Two ex-advisors of Trump face jail, one blames him
Michael Cohen, a former lawyer and fixer for Donald Trump, has pleaded guilty to campaign finance violation and bank fraud and implicated his then boss without naming him, for payments made to two women for their silence about their affairs with the president.
Meanwhile Paul Manafort, a former chairman of Trump’s presidential campaign, was found guilty of eight counts of bank and tax fraud that could put him in jail for up to 10 years. The jury was deadlocked on 10 other counts. The trial judge, T S Ellis III, declared a mistrial on those charges.
Cohen’s guilty plea in a New York court on Tuesday, which could get him up to five years in jail, is perhaps the more damaging of the two developments for Trump as it directly implicates the president in a federal crime, which even his allies acknowledged was a “serious issue”.
Cohen, who had once boasted he would take a bullet for his boss, told the trial court judge William H Pauley III under oath that he had made one payment “in coordination and at the direction of a candidate for federal office” and the second was made “under direction of the same candidate”.
A court paper filed by prosecutors said Cohen made the payments “in order to influence the 2016 presidential election” and that he had “coordinated with one or more members of the campaign, including through meetings and phone calls, about the fact, nature, and timing of the payments”. A prosecutor later said Cohen had acted “for the principal purpose of influencing the election”.
Cohen did not name Trump or the two women in the court. The court documents and press statement from the office of the US attorney of South District of New York, which is prosecuting the case also did not identify them.
Cohen’s attorney Lanny Davis said: “Today he (Cohen) stood up and testified under oath that Donald Trump directed him to commit a crime by making payments to two women for the principal purpose of influencing an election. If those payments were a crime for Michael Cohen, then why wouldn’t they be a crime for Donald Trump?”.

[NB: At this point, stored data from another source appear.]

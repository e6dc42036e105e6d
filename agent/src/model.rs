//! Hedge decision models

use serde::Deserialize;
use std::path::Path;

use crate::error::{AgentError, Result};

const INPUTS: usize = 2;
const HIDDEN: usize = 64;

pub trait DecisionModel: Send + Sync {
    /// true means hedge
    fn decide(&self, yield_rate: f64, volatility: f64) -> Result<bool>;

    fn name(&self) -> &'static str;
}

/// Rule the reference training data was labelled with
#[derive(Debug, Clone, Copy)]
pub struct RiskRuleModel {
    pub min_yield: f64,
    pub max_volatility: f64,
}

impl Default for RiskRuleModel {
    fn default() -> Self {
        Self {
            min_yield: 0.05,
            max_volatility: 0.30,
        }
    }
}

impl DecisionModel for RiskRuleModel {
    fn decide(&self, yield_rate: f64, volatility: f64) -> Result<bool> {
        Ok(yield_rate < self.min_yield || volatility > self.max_volatility)
    }

    fn name(&self) -> &'static str {
        "risk-rule"
    }
}

/// Raw layer weights as stored on disk
#[derive(Deserialize)]
struct MlpWeights {
    fc1_weight: Vec<Vec<f64>>,
    fc1_bias: Vec<f64>,
    fc2_weight: Vec<Vec<f64>>,
    fc2_bias: Vec<f64>,
}

/// 2 → 64 (ReLU) → 1 (sigmoid) network
///
/// Deserializing checks layer shapes, so a constructed model is always
/// well formed.
#[derive(Debug, Clone, Deserialize)]
#[serde(try_from = "MlpWeights")]
pub struct MlpModel {
    /// [HIDDEN][INPUTS]
    fc1_weight: Vec<Vec<f64>>,
    fc1_bias: Vec<f64>,
    /// [HIDDEN]
    fc2_weight: Vec<f64>,
    fc2_bias: f64,
}

impl TryFrom<MlpWeights> for MlpModel {
    type Error = AgentError;

    fn try_from(weights: MlpWeights) -> Result<Self> {
        let MlpWeights { fc1_weight, fc1_bias, fc2_weight, fc2_bias } = weights;

        let hidden_ok = fc1_weight.len() == HIDDEN
            && fc1_weight.iter().all(|row| row.len() == INPUTS)
            && fc1_bias.len() == HIDDEN;

        match (hidden_ok, <[Vec<f64>; 1]>::try_from(fc2_weight), fc2_bias.as_slice()) {
            (true, Ok([output]), &[bias]) if output.len() == HIDDEN => Ok(Self {
                fc1_weight,
                fc1_bias,
                fc2_weight: output,
                fc2_bias: bias,
            }),
            _ => Err(AgentError::Model(format!(
                "Expected {}x{} hidden and 1x{} output layers",
                HIDDEN, INPUTS, HIDDEN
            ))),
        }
    }
}

impl MlpModel {
    pub fn from_json(json: &str) -> Result<Self> {
        serde_json::from_str(json)
            .map_err(|e| AgentError::Model(format!("Invalid weights: {}", e)))
    }

    pub fn load(path: &Path) -> Result<Self> {
        let json = std::fs::read_to_string(path)
            .map_err(|e| AgentError::Model(format!("Cannot read {}: {}", path.display(), e)))?;
        Self::from_json(&json)
    }

    /// Sigmoid output in (0, 1)
    pub fn score(&self, yield_rate: f64, volatility: f64) -> f64 {
        let input = [yield_rate, volatility];

        let logit = self
            .fc1_weight
            .iter()
            .zip(&self.fc1_bias)
            .map(|(row, bias)| {
                let z = row.iter().zip(&input).map(|(w, x)| w * x).sum::<f64>() + bias;
                z.max(0.0)
            })
            .zip(&self.fc2_weight)
            .map(|(h, w)| h * w)
            .sum::<f64>()
            + self.fc2_bias;

        1.0 / (1.0 + (-logit).exp())
    }
}

impl DecisionModel for MlpModel {
    fn decide(&self, yield_rate: f64, volatility: f64) -> Result<bool> {
        let score = self.score(yield_rate, volatility);
        if score.is_nan() {
            return Err(AgentError::Model("Network produced NaN".to_string()));
        }
        Ok(score > 0.5)
    }

    fn name(&self) -> &'static str {
        "mlp"
    }
}

/// Load MLP weights when a path is configured, otherwise the rule model
pub fn load_model(path: Option<&Path>) -> Result<Box<dyn DecisionModel>> {
    match path {
        Some(path) => {
            let model = MlpModel::load(path)?;
            tracing::info!(path = %path.display(), "Loaded MLP weights");
            Ok(Box::new(model))
        }
        None => {
            tracing::info!("No model weights configured, using risk rule");
            Ok(Box::new(RiskRuleModel::default()))
        }
    }
}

As sitting president, Trump cannot be indicted, or criminally charged, according to current guidelines from the department of justice. But he could be charged the moment he leaves office, either after the first term or the second should be he re-elected. Chances of these charges leading to impeachment proceedings would depend on whether or not they could constitute high crime and misdemeanour, according to experts.
In the summer of 2016, Cohen had arranged for a news publication to pay former Playboy model Karen McDougal $150,000 for her story about an affair with Trump, which the president has denied. The article never ran. The same publication later alerted Cohen about an adult film star Stormy Daniels, real name Stephanie Clifford, who had offered her story about her relationship with Trump, which also the president has denied. Cohen had paid her $130,000 for her silence. These payments violated campaign finance laws.
Cohen has also pleaded guilty to bank fraud and tax evasion of $4 million in connection with a taxi-permit business.
Trump’s lawyer Rudy Giuliano denied Cohen’s plea deal and the charges implicated the president. ‘“There is no allegation of any wrongdoing against the President,” he said in a statement.